What to work on: The answer must consist of every line from the entries below that contains the word "EntityKind".

[Stored dataset items]
————

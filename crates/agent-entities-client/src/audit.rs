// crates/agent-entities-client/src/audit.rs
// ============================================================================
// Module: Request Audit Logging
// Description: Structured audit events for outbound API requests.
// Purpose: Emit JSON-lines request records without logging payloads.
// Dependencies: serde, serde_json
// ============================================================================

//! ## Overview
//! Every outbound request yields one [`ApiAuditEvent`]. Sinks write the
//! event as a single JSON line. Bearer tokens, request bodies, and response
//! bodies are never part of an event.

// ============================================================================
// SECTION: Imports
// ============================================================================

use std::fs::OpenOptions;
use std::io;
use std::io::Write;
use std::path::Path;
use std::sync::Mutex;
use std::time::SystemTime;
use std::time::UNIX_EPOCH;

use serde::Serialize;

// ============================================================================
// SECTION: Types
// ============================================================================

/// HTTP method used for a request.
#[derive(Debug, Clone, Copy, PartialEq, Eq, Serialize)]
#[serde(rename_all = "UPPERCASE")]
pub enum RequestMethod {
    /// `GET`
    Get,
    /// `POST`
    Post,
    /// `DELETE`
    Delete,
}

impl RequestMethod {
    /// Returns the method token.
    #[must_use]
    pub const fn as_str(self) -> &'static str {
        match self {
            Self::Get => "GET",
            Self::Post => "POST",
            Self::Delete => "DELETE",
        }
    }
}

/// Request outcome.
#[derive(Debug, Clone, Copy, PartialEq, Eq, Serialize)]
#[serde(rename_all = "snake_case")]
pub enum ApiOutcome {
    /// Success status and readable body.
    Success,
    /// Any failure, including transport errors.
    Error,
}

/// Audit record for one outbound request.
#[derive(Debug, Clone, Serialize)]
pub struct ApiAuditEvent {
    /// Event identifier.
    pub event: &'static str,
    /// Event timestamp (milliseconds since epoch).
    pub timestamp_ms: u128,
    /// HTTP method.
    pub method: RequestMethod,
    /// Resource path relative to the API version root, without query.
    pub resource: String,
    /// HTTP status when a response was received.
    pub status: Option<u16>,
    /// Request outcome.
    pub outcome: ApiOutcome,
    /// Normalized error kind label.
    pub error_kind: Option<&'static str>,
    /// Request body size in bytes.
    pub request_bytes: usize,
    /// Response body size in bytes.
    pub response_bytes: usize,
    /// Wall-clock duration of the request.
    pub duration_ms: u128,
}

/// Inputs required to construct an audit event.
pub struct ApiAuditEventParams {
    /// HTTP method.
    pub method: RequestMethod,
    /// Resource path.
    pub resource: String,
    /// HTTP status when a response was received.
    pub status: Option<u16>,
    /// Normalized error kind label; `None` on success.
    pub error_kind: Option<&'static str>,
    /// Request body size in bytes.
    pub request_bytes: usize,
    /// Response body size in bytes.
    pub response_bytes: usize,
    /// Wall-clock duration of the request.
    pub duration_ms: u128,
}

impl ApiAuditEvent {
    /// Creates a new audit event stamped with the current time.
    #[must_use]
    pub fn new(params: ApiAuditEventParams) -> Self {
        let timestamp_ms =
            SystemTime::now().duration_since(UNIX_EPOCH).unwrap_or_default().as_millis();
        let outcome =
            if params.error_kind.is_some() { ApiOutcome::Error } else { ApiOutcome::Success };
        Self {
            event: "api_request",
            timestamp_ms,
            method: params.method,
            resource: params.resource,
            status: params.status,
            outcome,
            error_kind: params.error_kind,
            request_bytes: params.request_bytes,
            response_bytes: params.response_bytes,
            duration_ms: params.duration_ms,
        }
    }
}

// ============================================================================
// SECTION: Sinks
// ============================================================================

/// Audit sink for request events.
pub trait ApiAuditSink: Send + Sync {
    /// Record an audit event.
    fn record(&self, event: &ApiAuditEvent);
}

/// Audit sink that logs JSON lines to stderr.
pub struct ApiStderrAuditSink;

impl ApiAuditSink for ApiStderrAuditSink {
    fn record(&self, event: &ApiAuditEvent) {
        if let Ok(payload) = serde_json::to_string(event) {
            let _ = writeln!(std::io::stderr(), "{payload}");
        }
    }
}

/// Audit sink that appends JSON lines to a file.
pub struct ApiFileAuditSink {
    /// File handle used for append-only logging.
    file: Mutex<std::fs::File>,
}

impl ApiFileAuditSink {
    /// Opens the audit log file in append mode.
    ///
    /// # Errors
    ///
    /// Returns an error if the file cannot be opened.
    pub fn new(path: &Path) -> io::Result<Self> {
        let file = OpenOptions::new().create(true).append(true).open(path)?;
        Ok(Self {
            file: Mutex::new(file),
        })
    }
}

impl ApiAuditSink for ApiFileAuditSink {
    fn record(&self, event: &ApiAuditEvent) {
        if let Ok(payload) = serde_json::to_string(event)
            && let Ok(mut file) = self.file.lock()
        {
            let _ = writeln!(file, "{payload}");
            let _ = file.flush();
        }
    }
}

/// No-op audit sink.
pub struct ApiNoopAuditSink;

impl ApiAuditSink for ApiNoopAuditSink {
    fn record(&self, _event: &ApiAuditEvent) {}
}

————

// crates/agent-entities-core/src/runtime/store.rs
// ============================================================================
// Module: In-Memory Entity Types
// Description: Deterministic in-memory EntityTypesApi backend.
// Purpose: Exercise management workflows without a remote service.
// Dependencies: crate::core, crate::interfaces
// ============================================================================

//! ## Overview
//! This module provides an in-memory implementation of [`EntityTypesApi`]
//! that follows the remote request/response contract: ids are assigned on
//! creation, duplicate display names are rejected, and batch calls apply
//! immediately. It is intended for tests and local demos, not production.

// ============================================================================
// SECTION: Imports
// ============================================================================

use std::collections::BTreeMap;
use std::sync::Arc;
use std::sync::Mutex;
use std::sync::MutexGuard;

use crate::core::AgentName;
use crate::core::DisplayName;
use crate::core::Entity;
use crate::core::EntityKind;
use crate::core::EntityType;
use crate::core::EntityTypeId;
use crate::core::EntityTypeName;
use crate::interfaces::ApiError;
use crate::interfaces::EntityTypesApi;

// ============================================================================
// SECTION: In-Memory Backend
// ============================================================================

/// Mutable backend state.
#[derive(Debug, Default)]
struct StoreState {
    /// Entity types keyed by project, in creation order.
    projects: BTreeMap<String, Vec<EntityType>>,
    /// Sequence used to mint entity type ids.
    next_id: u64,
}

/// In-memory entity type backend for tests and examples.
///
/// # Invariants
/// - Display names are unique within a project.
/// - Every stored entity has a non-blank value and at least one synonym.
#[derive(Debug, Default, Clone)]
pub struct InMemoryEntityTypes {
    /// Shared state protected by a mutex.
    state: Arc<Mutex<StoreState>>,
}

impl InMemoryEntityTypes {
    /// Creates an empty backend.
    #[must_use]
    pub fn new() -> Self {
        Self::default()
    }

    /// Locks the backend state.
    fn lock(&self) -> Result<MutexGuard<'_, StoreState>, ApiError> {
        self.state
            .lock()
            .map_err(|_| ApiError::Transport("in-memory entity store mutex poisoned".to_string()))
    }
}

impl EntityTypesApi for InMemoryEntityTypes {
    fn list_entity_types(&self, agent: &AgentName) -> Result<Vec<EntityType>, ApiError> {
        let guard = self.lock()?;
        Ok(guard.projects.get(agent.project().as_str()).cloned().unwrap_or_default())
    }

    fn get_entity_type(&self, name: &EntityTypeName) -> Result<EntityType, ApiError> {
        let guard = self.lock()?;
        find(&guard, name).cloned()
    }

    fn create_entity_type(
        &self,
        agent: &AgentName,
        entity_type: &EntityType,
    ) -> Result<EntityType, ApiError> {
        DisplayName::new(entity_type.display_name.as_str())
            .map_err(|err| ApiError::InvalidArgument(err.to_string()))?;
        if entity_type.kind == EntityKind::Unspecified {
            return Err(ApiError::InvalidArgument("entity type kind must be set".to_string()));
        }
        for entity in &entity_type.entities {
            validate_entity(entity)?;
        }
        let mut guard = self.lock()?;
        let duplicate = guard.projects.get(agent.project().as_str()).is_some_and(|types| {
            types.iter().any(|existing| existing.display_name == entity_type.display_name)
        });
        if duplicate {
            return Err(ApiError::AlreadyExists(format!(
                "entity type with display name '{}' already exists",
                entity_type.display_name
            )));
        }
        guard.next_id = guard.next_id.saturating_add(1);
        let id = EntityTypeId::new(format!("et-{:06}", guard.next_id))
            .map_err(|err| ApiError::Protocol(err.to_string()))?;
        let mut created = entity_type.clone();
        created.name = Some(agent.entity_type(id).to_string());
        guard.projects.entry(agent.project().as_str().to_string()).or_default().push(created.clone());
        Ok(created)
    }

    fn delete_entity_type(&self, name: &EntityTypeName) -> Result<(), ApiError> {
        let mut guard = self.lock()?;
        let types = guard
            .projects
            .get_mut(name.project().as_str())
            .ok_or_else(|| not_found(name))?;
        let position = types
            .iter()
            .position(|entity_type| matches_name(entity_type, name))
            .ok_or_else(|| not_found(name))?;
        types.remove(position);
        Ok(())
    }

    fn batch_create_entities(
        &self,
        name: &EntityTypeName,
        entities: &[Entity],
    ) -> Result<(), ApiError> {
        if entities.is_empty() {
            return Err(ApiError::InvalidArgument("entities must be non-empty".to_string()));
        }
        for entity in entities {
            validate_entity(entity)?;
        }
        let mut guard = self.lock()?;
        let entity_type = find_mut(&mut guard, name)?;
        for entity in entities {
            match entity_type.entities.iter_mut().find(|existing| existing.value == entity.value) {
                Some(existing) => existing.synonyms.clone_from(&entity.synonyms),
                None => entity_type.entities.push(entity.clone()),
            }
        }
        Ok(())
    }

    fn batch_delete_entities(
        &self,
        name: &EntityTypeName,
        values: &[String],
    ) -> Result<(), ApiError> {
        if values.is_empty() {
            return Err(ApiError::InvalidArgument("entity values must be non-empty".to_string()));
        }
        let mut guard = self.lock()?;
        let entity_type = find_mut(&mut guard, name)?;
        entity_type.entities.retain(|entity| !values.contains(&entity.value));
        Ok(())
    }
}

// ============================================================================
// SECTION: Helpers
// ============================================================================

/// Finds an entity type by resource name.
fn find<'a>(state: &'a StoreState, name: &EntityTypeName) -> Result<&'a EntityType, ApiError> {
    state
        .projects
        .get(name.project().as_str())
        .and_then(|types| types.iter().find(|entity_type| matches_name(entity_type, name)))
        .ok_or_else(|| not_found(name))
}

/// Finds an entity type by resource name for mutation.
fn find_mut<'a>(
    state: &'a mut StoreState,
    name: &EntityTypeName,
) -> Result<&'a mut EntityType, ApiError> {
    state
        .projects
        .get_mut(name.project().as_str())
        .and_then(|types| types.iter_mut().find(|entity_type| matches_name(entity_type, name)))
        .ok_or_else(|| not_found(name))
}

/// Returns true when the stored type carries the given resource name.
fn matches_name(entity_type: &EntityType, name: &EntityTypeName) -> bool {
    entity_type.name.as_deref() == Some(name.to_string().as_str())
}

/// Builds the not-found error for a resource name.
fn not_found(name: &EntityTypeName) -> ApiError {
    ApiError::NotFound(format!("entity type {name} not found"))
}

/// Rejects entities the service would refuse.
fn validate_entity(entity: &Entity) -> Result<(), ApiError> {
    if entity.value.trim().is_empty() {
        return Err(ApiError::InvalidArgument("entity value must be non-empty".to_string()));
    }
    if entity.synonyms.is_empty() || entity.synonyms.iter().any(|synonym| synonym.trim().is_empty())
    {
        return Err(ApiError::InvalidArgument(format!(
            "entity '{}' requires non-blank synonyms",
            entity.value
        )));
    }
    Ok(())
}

————

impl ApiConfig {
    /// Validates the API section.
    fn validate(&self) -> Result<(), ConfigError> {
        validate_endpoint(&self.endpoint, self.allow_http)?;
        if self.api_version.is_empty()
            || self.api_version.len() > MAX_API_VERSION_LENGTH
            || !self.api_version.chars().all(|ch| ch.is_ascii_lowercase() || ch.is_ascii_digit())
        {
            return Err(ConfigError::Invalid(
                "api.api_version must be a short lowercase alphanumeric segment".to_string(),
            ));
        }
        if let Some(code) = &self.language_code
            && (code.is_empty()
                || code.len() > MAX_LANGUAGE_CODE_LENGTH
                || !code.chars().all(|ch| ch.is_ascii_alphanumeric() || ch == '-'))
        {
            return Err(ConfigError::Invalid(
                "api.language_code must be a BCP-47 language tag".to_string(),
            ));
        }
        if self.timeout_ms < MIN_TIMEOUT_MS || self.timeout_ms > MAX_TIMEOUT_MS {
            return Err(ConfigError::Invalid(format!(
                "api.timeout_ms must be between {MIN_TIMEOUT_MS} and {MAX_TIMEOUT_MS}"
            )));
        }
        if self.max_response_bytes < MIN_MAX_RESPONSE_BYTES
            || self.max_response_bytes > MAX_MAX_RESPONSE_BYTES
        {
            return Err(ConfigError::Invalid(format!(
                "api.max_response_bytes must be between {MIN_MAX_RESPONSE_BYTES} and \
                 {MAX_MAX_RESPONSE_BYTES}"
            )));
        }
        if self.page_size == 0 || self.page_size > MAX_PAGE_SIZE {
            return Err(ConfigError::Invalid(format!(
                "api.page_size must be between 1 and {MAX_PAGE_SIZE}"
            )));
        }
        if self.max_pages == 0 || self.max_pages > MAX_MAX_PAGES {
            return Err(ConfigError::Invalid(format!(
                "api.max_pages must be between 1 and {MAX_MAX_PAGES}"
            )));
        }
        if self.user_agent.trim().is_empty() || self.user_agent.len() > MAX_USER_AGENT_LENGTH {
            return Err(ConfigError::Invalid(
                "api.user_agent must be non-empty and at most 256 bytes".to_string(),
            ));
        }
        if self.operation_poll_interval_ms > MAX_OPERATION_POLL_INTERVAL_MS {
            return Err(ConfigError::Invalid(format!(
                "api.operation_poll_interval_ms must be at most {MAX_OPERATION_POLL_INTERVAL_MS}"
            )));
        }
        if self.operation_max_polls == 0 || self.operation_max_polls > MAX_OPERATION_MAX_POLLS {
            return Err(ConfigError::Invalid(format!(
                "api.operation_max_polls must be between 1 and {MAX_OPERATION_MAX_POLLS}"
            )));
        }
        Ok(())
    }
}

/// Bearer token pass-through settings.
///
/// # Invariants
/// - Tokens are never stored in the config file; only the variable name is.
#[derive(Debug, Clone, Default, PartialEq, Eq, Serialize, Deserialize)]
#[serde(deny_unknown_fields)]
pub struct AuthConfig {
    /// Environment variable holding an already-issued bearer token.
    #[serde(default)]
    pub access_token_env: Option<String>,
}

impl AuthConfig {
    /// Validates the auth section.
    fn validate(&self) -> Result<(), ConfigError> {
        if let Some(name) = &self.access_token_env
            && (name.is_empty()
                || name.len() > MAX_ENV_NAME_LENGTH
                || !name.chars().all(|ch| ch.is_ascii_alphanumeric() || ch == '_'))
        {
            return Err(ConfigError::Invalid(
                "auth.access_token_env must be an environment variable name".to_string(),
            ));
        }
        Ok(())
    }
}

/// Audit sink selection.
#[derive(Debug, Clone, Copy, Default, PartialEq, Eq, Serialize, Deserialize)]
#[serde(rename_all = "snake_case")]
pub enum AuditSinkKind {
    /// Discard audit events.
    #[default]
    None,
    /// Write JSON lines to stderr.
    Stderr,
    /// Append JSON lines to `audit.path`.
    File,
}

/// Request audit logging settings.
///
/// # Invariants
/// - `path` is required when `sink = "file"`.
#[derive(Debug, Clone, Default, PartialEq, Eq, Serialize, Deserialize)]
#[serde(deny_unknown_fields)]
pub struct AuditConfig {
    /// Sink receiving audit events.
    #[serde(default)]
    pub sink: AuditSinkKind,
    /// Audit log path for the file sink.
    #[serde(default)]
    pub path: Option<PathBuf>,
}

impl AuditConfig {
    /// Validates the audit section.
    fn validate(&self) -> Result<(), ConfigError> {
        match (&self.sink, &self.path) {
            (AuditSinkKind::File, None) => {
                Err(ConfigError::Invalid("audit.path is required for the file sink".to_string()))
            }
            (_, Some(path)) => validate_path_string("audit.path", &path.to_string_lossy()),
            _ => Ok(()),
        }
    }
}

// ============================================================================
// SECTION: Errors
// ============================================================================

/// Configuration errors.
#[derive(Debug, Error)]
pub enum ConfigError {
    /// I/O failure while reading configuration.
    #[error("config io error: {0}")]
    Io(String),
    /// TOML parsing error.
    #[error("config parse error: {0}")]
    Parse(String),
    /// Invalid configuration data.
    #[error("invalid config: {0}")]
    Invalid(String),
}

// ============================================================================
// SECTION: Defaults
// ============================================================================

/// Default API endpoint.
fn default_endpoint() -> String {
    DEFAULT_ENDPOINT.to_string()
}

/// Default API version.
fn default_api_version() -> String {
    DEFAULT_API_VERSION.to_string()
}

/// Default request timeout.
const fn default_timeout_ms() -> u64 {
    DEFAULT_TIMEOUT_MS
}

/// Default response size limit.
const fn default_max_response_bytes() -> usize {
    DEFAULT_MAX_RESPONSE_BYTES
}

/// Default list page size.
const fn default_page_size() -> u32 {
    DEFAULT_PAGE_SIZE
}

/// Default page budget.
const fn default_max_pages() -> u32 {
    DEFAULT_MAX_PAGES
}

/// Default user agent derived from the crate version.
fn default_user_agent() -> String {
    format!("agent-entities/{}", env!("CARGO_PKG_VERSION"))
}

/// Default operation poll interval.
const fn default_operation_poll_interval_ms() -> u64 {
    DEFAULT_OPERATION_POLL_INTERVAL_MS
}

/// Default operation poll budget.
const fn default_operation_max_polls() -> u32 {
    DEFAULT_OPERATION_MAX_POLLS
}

————

Reply to the exercise:
use crate::core::EntityKind;
        if entity_type.kind == EntityKind::Unspecified {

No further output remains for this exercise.